Gender differences in bipolar disorder are becoming apparent, but have been less studied compared with major depression. The presentation, clinical features, course and evolution of bipolar disorder differ between men and women. Research data on these differences will help determine whether gender is important in influencing illness variables.
Determine whether men and women with bipolar disorder have statistical significant differences in socio-demographic and clinical data.
Charts of all patients with a diagnosis of bipolar disorder admitted in the Coimbra Hospital and Universitary Center over a three-year period (between 2013 and 2015) were reviewed to gather data on socio-demographic, clinical and psychopathological variables to assess differences across genders. Statistical analysis of data with “SPSS21”.
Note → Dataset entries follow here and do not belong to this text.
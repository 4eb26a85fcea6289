/// Dice rolling: `NdM` notation against any random source.

use rand::Rng;
use tracing::{trace, warn};

use crate::schema::dice::DiceSpec;

/// Most dice a single notation may roll; larger counts roll the default die.
pub const MAX_DICE: u32 = 100;

/// A source of die faces.
///
/// Implemented for every [`rand::Rng`]; [`ScriptedRoller`] replays fixed
/// faces so tests can force particular table entries.
pub trait Roller {
    /// One uniform face in `1..=sides`. `sides` is never zero.
    fn roll_die(&mut self, sides: u32) -> u32;
}

impl<R: Rng> Roller for R {
    fn roll_die(&mut self, sides: u32) -> u32 {
        self.gen_range(1..=sides)
    }
}

/// The outcome of rolling a notation.
#[derive(Debug, Clone, PartialEq, Eq)]
pub struct DiceRoll {
    /// The dice actually rolled (the default die if the notation was malformed).
    pub spec: DiceSpec,
    pub total: u32,
    pub rolls: Vec<u32>,
}

/// Roll `notation`. Malformed or missing notation rolls a single d12
/// instead of failing, so generation never stops on a typo.
pub fn roll<R: Roller + ?Sized>(notation: &str, roller: &mut R) -> DiceRoll {
    let spec = match notation.parse::<DiceSpec>() {
        Ok(spec) => spec,
        Err(e) => {
            trace!(%e, "falling back to default die");
            DiceSpec::DEFAULT
        }
    };
    roll_spec(spec, roller)
}

/// Roll an already parsed notation. A count above [`MAX_DICE`] rolls the
/// default die instead.
pub fn roll_spec<R: Roller + ?Sized>(spec: DiceSpec, roller: &mut R) -> DiceRoll {
    let spec = if spec.count > MAX_DICE {
        warn!(dice = %spec, max = MAX_DICE, "too many dice, rolling the default die");
        DiceSpec::DEFAULT
    } else {
        spec
    };
    let rolls: Vec<u32> = (0..spec.count).map(|_| roller.roll_die(spec.sides)).collect();
    let total = rolls.iter().fold(0u32, |acc, r| acc.saturating_add(*r));
    DiceRoll { spec, total, rolls }
}

/// Replays a fixed script of faces, cycling when it runs out.
///
/// A scripted face larger than the die wraps around (`face 14` on a d12
/// is `2`). Counts every die it produces.
#[derive(Debug, Clone)]
pub struct ScriptedRoller {
    faces: Vec<u32>,
    next: usize,
    dice_rolled: usize,
}

impl ScriptedRoller {
    pub fn new(faces: Vec<u32>) -> Self {
        Self {
            faces,
            next: 0,
            dice_rolled: 0,
        }
    }

    /// Always rolls `face`.
    pub fn fixed(face: u32) -> Self {
        Self::new(vec![face])
    }

    pub fn dice_rolled(&self) -> usize {
        self.dice_rolled
    }
}

impl Roller for ScriptedRoller {
    fn roll_die(&mut self, sides: u32) -> u32 {
        let face = if self.faces.is_empty() {
            1
        } else {
            let f = self.faces[self.next % self.faces.len()];
            self.next += 1;
            f
        };
        self.dice_rolled += 1;
        face.saturating_sub(1) % sides + 1
    }
}

#[cfg(test)]
mod tests {
    use super::*;
    use rand::rngs::StdRng;
    use rand::SeedableRng;

    #[test]
    fn valid_notation_stays_in_bounds() {
        let mut rng = StdRng::seed_from_u64(7);
        for notation in ["1D6", "2D12", "3d4", "10D20"] {
            let spec: DiceSpec = notation.parse().unwrap();
            for _ in 0..200 {
                let result = roll(notation, &mut rng);
                assert_eq!(result.rolls.len(), spec.count as usize);
                assert!(result.rolls.iter().all(|r| (1..=spec.sides).contains(r)));
                assert!((spec.min_total()..=spec.max_total()).contains(&result.total));
                assert_eq!(result.total, result.rolls.iter().sum::<u32>());
            }
        }
    }

    #[test]
    fn invalid_notation_rolls_one_d12() {
        let mut rng = StdRng::seed_from_u64(11);
        for notation in ["", "banana", "D6", "2D"] {
            for _ in 0..100 {
                let result = roll(notation, &mut rng);
                assert_eq!(result.rolls.len(), 1);
                assert!((1..=12).contains(&result.total));
                assert_eq!(result.rolls[0], result.total);
                assert_eq!(result.spec, DiceSpec::DEFAULT);
            }
        }
    }

    #[test]
    fn oversized_count_rolls_the_default_die() {
        let mut roller = ScriptedRoller::fixed(7);
        let result = roll_spec(DiceSpec::new(999_999_999, 6), &mut roller);
        assert_eq!(result.spec, DiceSpec::DEFAULT);
        assert_eq!(result.rolls, vec![7]);
        assert_eq!(roller.dice_rolled(), 1);

        let result = roll("100D2", &mut roller);
        assert_eq!(result.rolls.len(), 100);
    }

    #[test]
    fn scripted_roller_replays_and_wraps() {
        let mut roller = ScriptedRoller::new(vec![3, 14]);
        assert_eq!(roller.roll_die(12), 3);
        assert_eq!(roller.roll_die(12), 2);
        assert_eq!(roller.roll_die(6), 3);
        assert_eq!(roller.dice_rolled(), 3);
    }

    #[test]
    fn scripted_totals_sum_faces() {
        let mut roller = ScriptedRoller::new(vec![5, 6]);
        let result = roll("2D12", &mut roller);
        assert_eq!(result.total, 11);
        assert_eq!(result.rolls, vec![5, 6]);
    }

    #[test]
    fn all_faces_reachable() {
        let mut rng = StdRng::seed_from_u64(3);
        let mut seen = [false; 6];
        for _ in 0..500 {
            let r = roll("1D6", &mut rng).total;
            seen[(r - 1) as usize] = true;
        }
        assert!(seen.iter().all(|s| *s));
    }
}
/// Table library: the compiled tables, blocks, and dice registry that a
/// resolution reads from.

use std::collections::HashMap;
use tracing::debug;

use crate::core::blocks::{compile_block_sources, compile_blocks, BlockError};
use crate::core::registry::DiceRegistry;
use crate::core::sources::SourceSet;
use crate::core::tables::{compile_tables, loose_key, parse_table_source, table_key, TableError};
use crate::schema::block::NamedBlock;
use crate::schema::table::RangeTable;

/// What a start name matched.
#[derive(Debug, Clone, Copy, PartialEq, Eq)]
pub enum StartPoint<'a> {
    Table(&'a str),
    Block(&'a str),
}

#[derive(Debug, Clone, Default)]
pub struct TableLibrary {
    tables: HashMap<String, RangeTable>,
    blocks: HashMap<String, NamedBlock>,
    dice: DiceRegistry,
}

impl TableLibrary {
    pub fn new() -> Self {
        Self::default()
    }

    /// Compile every source in `sources`. With `skip_unreadable`, files
    /// that cannot be read are logged and left out; otherwise the first
    /// failure aborts compilation.
    pub fn compile(sources: &SourceSet, skip_unreadable: bool) -> Result<Self, LibraryError> {
        let mut library = Self::new();
        library.tables = compile_tables(&sources.table_files, skip_unreadable)?;
        library.blocks = compile_blocks(&sources.block_files, &mut library.dice, skip_unreadable)?;

        debug!(
            tables = library.tables.len(),
            blocks = library.blocks.len(),
            notations = library.dice.len(),
            "compiled library"
        );
        Ok(library)
    }

    /// Build a library from in-memory sources: `(name, text)` table
    /// sources and block source texts.
    pub fn from_sources(tables: &[(&str, &str)], block_sources: &[&str]) -> Self {
        let mut library = Self::new();
        for (name, text) in tables {
            library.insert_table(name, parse_table_source(text));
        }
        library.add_block_sources(block_sources.iter().copied());
        library
    }

    pub fn insert_table(&mut self, name: &str, table: RangeTable) {
        self.tables.insert(table_key(name), table);
    }

    /// Compile block sources into this library; blocks replace existing
    /// blocks with the same name.
    pub fn add_block_sources<'a, I>(&mut self, sources: I)
    where
        I: IntoIterator<Item = &'a str>,
    {
        let compiled = compile_block_sources(sources, &mut self.dice);
        self.blocks.extend(compiled);
    }

    pub fn table(&self, name: &str) -> Option<&RangeTable> {
        self.tables.get(name)
    }

    pub fn block(&self, name: &str) -> Option<&NamedBlock> {
        self.blocks.get(name)
    }

    pub fn tables(&self) -> &HashMap<String, RangeTable> {
        &self.tables
    }

    pub fn blocks(&self) -> &HashMap<String, NamedBlock> {
        &self.blocks
    }

    pub fn dice(&self) -> &DiceRegistry {
        &self.dice
    }

    pub fn dice_mut(&mut self) -> &mut DiceRegistry {
        &mut self.dice
    }

    pub fn table_names(&self) -> Vec<&str> {
        sorted_keys(&self.tables)
    }

    pub fn block_names(&self) -> Vec<&str> {
        sorted_keys(&self.blocks)
    }

    /// Match a user-supplied start name, ignoring case, `-` and `_`.
    /// Tables are tried before blocks; among several candidates the
    /// alphabetically first wins.
    pub fn find_start(&self, input: &str) -> Option<StartPoint<'_>> {
        let wanted = loose_key(input);
        if let Some(name) = self
            .table_names()
            .into_iter()
            .find(|k| loose_key(k) == wanted)
        {
            return Some(StartPoint::Table(name));
        }
        self.block_names()
            .into_iter()
            .find(|k| loose_key(k) == wanted)
            .map(StartPoint::Block)
    }
}

fn sorted_keys<V>(map: &HashMap<String, V>) -> Vec<&str> {
    let mut keys: Vec<&str> = map.keys().map(String::as_str).collect();
    keys.sort_unstable();
    keys
}

#[derive(Debug, thiserror::Error)]
pub enum LibraryError {
    #[error(transparent)]
    Table(#[from] TableError),
    #[error(transparent)]
    Block(#[from] BlockError),
}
During a three-year period, 189 patients were admitted with bipolar disorder, the majority were female patients, with ages between 21 and 84 years old. The authors will analyse if there is any statistical significant difference between gender in the rate of bipolar I or II diagnoses, age at onset, symptom presentation, delay in diagnoses, number of depressive, or manic episodes, hospitalisations, involuntarily admissions, number of suicide attempts, co-morbidity rates, negative life events, family history and treatment options. Sociodemograpic characteristics will also be analysed.
Gender differences in bipolar disorder is a controversial issue in the literature. The importance of gender on the course and outcome in bipolar disorder has been widely acknowledged. The limited data suggest that the prevalence is similar between sexes but that the course of illness may be different.
The authors have not supplied their declaration of competing interest.